You can call Softimage native and custom commands from inside a C++ API project, using the Application::ExecuteCommand function. The ExecuteCommand function takes three obligatory arguments:

More About Command's Arguments

Most of the time it is a relatively straightforward procedure to specify the command's arguments with the in_args array. Here are a few tricks to remember:

  • Never use an ArgumentArray, as tempting or logical as it may seem. ArgumentArrays are only for creating or editing custom Commands.

  • You can use null or empty arguments in the array, to force the default value argument value, but you must respect the original order of the command's arguments. For example, here are three ways to use default values:

    // NewScene command using an empty CValue to force the default
    CValue outArg;
    CValueArray inArgs; 
    inArgs.Add( CValue() ); // ProjectPathName 
    inArgs.Add( false );// Confirm 
    app.ExecuteCommand( L"NewScene", inArgs, outArg );
    // SaveShapeKey command using undefined values to force the default
    CValueArray args3(9); CValue out3;
    args3[0] = target;
    args3[3] = CValue(1.0);
    app.ExecuteCommand( L"SaveShapeKey", args3, out3 );

    Note that this array has size 9 but only the items at index0 and index3 actually get a real value; the rest are left with empty CValues. This is the short version of explicitly initializing each null argument with CValue() as in the first snippet above.

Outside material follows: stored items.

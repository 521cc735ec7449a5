use crate::basic_types::Predicate;
use crate::calabash_assert_simple;
use crate::explanations::Explanation;
use crate::search::DecisionPath;

/// The external store in which learned clauses are persisted.
pub trait NogoodStore {
    /// Register `literals` as a learned clause (a disjunction that prevents
    /// repeating a proven-infeasible partial assignment).
    fn post_nogood(&mut self, literals: &[Predicate]);
}

impl Explanation {
    /// Emit this explanation as a nogood.
    ///
    /// Walks the decision bitset from the most recent implicated world down
    /// to the root and appends the negated literal of every implicated left
    /// decision to `buffer`, then posts the buffer to `store`. Only complete
    /// explanations can be emitted.
    pub fn post_nogood(
        &self,
        path: &dyn DecisionPath,
        store: &mut dyn NogoodStore,
        buffer: &mut Vec<Predicate>,
    ) {
        calabash_assert_simple!(
            self.is_complete(),
            "nogoods can only be extracted from a complete explanation"
        );

        buffer.clear();
        for world in (0..self.decisions().len()).rev() {
            if !self.decisions().contains(world) {
                continue;
            }
            let decision = path.decision(world as u32);
            if decision.has_next() {
                buffer.push(
                    Predicate::Equality {
                        variable: decision.variable(),
                        value: decision.value(),
                    }
                    .negate(),
                );
            }
        }

        store.post_nogood(buffer);
    }
}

    // AddClip command adding only the first three arguments
    // NOTE: here 'root' is a reference to the Scene_Root and 'src' 
    // is a reference to an ActionSource created previously
    CValueArray inArgs; CValue outArg;
    inArgs.Add( root.GetFullName() );
    inArgs.Add( src.GetFullName() );
    inArgs.Add( root.GetFullName() );
    app.ExecuteCommand( L"AddClip", inArgs, outArg );
  • If you need to specify an enum value as one of the arguments, you need to cast it first as a LONG and then as a CValue. This is because you can't cast directly from an enum to a CValue so you first need to convert it to a LONG:

    // Using the Translate command with the C++ API. This is a good demonstration of both how to 
    // use enums and how to force the default arguments (ie., using undefined argument values)
    CValue outArg;
    CValueArray inArgs(19); // initialize with the 19 arguments 
    inArgs[0] = obj.GetFullName();
    inArgs[1] = CValue(0.0);
    inArgs[2] = CValue(-2.0);
    inArgs[3] = CValue(0.0);
    inArgs[4] = CValue((LONG)siAbsolute);// double cast for the enums
    inArgs[5] = CValue((LONG)siPivot);
    inArgs[6] = CValue((LONG)siObj);
    inArgs[7] = CValue((LONG)siY);
    inArgs[17] = CValue((LONG)siConstructionModePrimaryShape);
    app.ExecuteCommand( L"Translate", inArgs, outArg );// note the 'L' indicating wide character 
  • If the command uses output arguments, you still need to access them through the io_val output argument. Passing pointers as part of the input argument arrays does not work: the pointers are still unintialized after the command executes. For information on how to extract output arguments from the io_val, see Dealing with Output Arguments.